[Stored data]

+ + +

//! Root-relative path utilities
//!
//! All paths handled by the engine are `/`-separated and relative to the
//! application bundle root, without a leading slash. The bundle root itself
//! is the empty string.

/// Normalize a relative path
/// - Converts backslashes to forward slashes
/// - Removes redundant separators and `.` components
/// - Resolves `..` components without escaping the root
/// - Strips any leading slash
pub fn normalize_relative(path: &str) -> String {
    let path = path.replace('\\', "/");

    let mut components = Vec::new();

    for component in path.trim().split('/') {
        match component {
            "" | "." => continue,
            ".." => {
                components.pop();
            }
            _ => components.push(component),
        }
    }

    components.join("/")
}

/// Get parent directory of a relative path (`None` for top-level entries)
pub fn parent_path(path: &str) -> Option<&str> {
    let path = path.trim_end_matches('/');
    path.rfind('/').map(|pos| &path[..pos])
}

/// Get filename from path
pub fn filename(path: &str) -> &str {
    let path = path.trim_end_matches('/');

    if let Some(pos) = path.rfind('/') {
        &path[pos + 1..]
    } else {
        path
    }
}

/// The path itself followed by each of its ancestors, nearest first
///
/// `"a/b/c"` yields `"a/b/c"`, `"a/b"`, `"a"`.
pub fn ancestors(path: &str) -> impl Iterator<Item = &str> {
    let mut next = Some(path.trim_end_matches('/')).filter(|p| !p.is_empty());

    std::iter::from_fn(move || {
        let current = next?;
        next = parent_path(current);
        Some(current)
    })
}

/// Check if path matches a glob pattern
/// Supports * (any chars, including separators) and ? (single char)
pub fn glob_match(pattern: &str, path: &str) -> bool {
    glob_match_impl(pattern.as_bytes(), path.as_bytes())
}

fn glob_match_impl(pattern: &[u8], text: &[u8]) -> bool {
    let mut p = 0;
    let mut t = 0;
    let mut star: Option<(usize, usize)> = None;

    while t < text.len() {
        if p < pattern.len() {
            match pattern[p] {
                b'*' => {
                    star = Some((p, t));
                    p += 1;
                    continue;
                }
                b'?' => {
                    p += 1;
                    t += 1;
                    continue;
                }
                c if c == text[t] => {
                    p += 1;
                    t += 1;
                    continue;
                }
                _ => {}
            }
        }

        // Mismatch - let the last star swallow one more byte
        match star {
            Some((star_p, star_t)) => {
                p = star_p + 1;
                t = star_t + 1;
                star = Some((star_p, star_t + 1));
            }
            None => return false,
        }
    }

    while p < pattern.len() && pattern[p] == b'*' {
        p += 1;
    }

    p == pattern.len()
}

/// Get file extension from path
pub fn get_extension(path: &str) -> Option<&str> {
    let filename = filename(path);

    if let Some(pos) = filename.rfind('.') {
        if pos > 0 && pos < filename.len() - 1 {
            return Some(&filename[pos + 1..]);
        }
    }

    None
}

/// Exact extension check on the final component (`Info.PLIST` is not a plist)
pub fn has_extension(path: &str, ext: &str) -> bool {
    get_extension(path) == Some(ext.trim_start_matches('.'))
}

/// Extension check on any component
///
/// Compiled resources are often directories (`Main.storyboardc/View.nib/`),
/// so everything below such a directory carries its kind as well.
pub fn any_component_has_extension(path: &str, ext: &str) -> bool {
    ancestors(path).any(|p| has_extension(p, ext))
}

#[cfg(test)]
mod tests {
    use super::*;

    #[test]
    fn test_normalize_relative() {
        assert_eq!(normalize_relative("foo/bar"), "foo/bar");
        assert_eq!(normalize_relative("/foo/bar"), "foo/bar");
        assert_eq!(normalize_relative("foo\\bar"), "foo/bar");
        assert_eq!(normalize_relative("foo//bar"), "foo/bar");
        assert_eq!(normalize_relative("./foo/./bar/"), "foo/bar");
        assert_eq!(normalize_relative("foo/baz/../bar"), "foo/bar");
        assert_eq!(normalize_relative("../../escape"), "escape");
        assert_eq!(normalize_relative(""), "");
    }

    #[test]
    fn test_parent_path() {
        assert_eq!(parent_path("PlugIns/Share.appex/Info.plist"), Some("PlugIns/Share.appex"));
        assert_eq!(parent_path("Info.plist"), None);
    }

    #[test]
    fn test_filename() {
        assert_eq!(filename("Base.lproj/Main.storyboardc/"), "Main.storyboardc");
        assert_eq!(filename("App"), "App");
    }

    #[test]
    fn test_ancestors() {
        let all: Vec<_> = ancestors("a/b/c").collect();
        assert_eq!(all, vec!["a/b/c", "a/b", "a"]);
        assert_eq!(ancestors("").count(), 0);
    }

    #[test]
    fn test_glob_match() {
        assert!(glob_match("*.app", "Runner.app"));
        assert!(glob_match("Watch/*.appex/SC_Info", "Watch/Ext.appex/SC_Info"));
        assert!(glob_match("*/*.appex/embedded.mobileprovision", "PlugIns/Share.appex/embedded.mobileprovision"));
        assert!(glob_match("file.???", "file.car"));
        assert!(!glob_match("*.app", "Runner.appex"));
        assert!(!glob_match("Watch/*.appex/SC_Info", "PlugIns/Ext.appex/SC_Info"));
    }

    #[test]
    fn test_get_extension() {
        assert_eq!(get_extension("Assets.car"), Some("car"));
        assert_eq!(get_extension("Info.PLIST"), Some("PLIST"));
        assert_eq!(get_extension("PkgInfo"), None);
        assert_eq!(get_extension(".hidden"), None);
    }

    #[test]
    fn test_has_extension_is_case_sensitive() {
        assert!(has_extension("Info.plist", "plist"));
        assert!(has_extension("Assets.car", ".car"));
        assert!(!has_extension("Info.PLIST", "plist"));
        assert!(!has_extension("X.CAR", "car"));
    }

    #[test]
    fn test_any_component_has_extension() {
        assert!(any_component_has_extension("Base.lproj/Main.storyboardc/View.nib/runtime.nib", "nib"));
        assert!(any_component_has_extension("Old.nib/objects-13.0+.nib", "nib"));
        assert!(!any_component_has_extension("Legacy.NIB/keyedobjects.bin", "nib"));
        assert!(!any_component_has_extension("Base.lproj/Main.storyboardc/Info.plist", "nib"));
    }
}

+ + +

» EXERCISE PROMPT
Show all lines in the entries above where the string "current" appears.

» RESULT OF THE TASK
        let current = next?;
        next = parent_path(current);
        Some(current)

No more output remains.